Refutamos estas proposiciones presentando en síntesis algunos argumentos de la teología católica:

  1. El milagro no atenta contra las leyes de la naturaleza, sino que las trasciende o supera.
  2. “(…) La totalidad de lo real no es unidimensional, esto es, reducida al mundo material y a la inflexible red de sus leyes. (…) El milagro libera al universo físico de sus «limitaciones», lo eleva y lo hace colaborar con el orden superior de la salvación” (ibidem, 43).
  3. “(…) El milagro se presenta como una intervención de Dios situada entre la creación originaria y la transformación final de todo y de todos en Jesucristo. El milagro, entonces, representa una anticipación del orden escatológico (…)” (ibidem, 44).
  4. “El milagro puede ser aceptado solo por aquellos que miran el mundo como dominado y dirigido por un Ser libre y trascendente (…). La libertad de Dios no se ha agotado en el solo acto creador, como una fuente que se haya secado apenas al manar” (ibidem, 44s). En otras palabras, el brazo de Dios no se ha acortado. El Omnipotente no se ha quedado manco o impotente después de haber creado el universo. Su revelación progresiva y culminante en Cristo es un milagro. La nueva creación o nuestra redención es un hontanar milagroso. La presencia escondida de Dios en la historia de cada ser humano es un milagro. Vivir y morir en Cristo: ¡vaya milagro! Resucitar en Él al final de los tiempos será el milagro cúspide.

No esperamos que Dios nos trate como niños estancados en un insuperable infantilismo. Vivimos una fe de adultos. Resolvemos nuestros problemas hasta donde podemos, contando con la gracia de Dios y la fuerza de la oración confiada. No nos cruzamos de brazos a la expectativa de un Dios que nos sirve todo en bandeja y que, cada vez que decimos “abracadabra”, aparece como el genio de la lámpara de Aladino. Eso sería magia, no religión; servirse de Dios y no servirle. Dios actuará libérrimamente, en el máximo respeto de nuestra autonomía. Querrá siempre nuestro bien auténtico y total, aun permitiendo algunas veces el mal y lo peor, para reconducirlos hacia el bien mayor y postrero. Hará milagros si conviene a la postre a nuestra salvación definitiva. No somos caza milagros. Pero, los pedimos con humildad, si creemos que los necesitamos. Un Dios que lo hace todo y en solitario, anulándonos, es un Dios “totalitario”, escorado hacia la derecha como el fascismo, o hacia la izquierda como el comunismo. No es en absoluto el Dios revelado en el Verbo encarnado.
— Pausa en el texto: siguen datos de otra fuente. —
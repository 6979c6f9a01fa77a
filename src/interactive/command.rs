use inquire::autocompletion::{Autocomplete, Replacement};

// (command, description)
pub const SLASH_COMMANDS: &[(&str, &str)] = &[
    ("/config", "Show current settings"),
    ("/help", "Show available commands"),
    ("/mode", "Switch between translate and proofread"),
    ("/set", "Change to, style or model"),
    ("/swap", "Swap source and target languages"),
    ("/quit", "Exit interactive mode"),
];

/// Slash command autocompleter
#[derive(Clone, Default)]
pub struct SlashCommandCompleter;

impl Autocomplete for SlashCommandCompleter {
    fn get_suggestions(&mut self, input: &str) -> Result<Vec<String>, inquire::CustomUserError> {
        if !input.starts_with('/') || input.contains(' ') {
            return Ok(vec![]);
        }

        Ok(SLASH_COMMANDS
            .iter()
            .filter(|(cmd, _)| cmd.starts_with(input))
            .map(|(cmd, desc)| format!("{cmd}  {desc}"))
            .collect())
    }

    fn get_completion(
        &mut self,
        _input: &str,
        highlighted_suggestion: Option<String>,
    ) -> Result<Replacement, inquire::CustomUserError> {
        Ok(highlighted_suggestion.map(|s| s.split_whitespace().next().unwrap_or("").to_string()))
    }
}

/// Which operation plain text lines go through.
#[derive(Debug, Clone, Copy, PartialEq, Eq, Default)]
pub enum Mode {
    #[default]
    Translate,
    Proofread,
}

impl Mode {
    pub const fn toggled(self) -> Self {
        match self {
            Self::Translate => Self::Proofread,
            Self::Proofread => Self::Translate,
        }
    }

    pub const fn name(self) -> &'static str {
        match self {
            Self::Translate => "translate",
            Self::Proofread => "proofread",
        }
    }

    fn parse(s: &str) -> Option<Self> {
        match s.to_ascii_lowercase().as_str() {
            "translate" | "t" => Some(Self::Translate),
            "proofread" | "p" => Some(Self::Proofread),
            _ => None,
        }
    }
}

#[derive(Debug, Clone, PartialEq, Eq)]
pub enum SlashCommand {
    Config,
    Help,
    /// `None` toggles.
    Mode(Option<Mode>),
    Set { key: String, value: Option<String> },
    Swap,
    Quit,
    Unknown(String),
}

#[derive(Debug, PartialEq, Eq)]
pub enum Input {
    Text(String),
    Command(SlashCommand),
    Empty,
}

pub fn parse_input(input: &str) -> Input {
    let input = input.trim();

    if input.is_empty() {
        return Input::Empty;
    }

    input
        .strip_prefix('/')
        .map_or_else(|| Input::Text(input.to_string()), parse_slash_command)
}

fn parse_slash_command(cmd: &str) -> Input {
    let parts: Vec<&str> = cmd.split_whitespace().collect();

    let command = match parts.as_slice() {
        ["config"] => SlashCommand::Config,
        ["help" | "?"] => SlashCommand::Help,
        ["mode"] => SlashCommand::Mode(None),
        ["mode", mode] => match Mode::parse(mode) {
            Some(mode) => SlashCommand::Mode(Some(mode)),
            None => SlashCommand::Unknown(parts.join(" ")),
        },
        ["set"] => SlashCommand::Set {
            key: String::new(),
            value: None,
        },
        ["set", key] => SlashCommand::Set {
            key: key.to_ascii_lowercase(),
            value: None,
        },
        // Language names may contain spaces
        ["set", key, rest @ ..] => SlashCommand::Set {
            key: key.to_ascii_lowercase(),
            value: Some(rest.join(" ")),
        },
        ["swap"] => SlashCommand::Swap,
        ["quit" | "exit" | "q"] => SlashCommand::Quit,
        _ => SlashCommand::Unknown(parts.join(" ")),
    };

    Input::Command(command)
}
Consideramos con exactitud teológica lo extraordinario como milagro. Dejamos de lado, injustamente, lo ordinario como manifestación modesta de sendos milagros sin cuento. El mero hecho de vivir y respirar el perfume balsámico de la vida es un milagro. Amar y ser amados es un milagro. El amor de Dios a nuestra humanidad pecaminosa y fangosa es un milagro. “Pagar” con nuestra nonada su amor ilimitado, incondicional e inmerecido es otro milagro. Y la lista se abre al infinito sin cerrarse.

Muchas veces nosotros mismos tendremos que “hacer milagros”: obrar primero todo cuanto esté a nuestro alcance, cual “mano extendida” del Señor; y, luego, con suma delicadeza y paciencia, dejar a Dios ser Dios. Otras veces hemos de “ser milagros” para los demás: cuidar y hacernos responsables de ellos, ser luz y sal (cf. Mt 5, 13s.), encarrilar las obras de misericordia corporales y espirituales, etc. Que nuestra vida en su integridad sea para los demás un milagro deambulatorio; que no deslumbre, pero sí alumbre. Que Dios se sirva de nosotros para ayudar a los otros, como “sacramentos” o instrumentos eficaces de la gracia, si bien ineptos por naturaleza. Que seamos un signo elocuente de la potencia y del amor de Dios, de la gloria de su Cristo, del advenimiento del reino ultraterreno.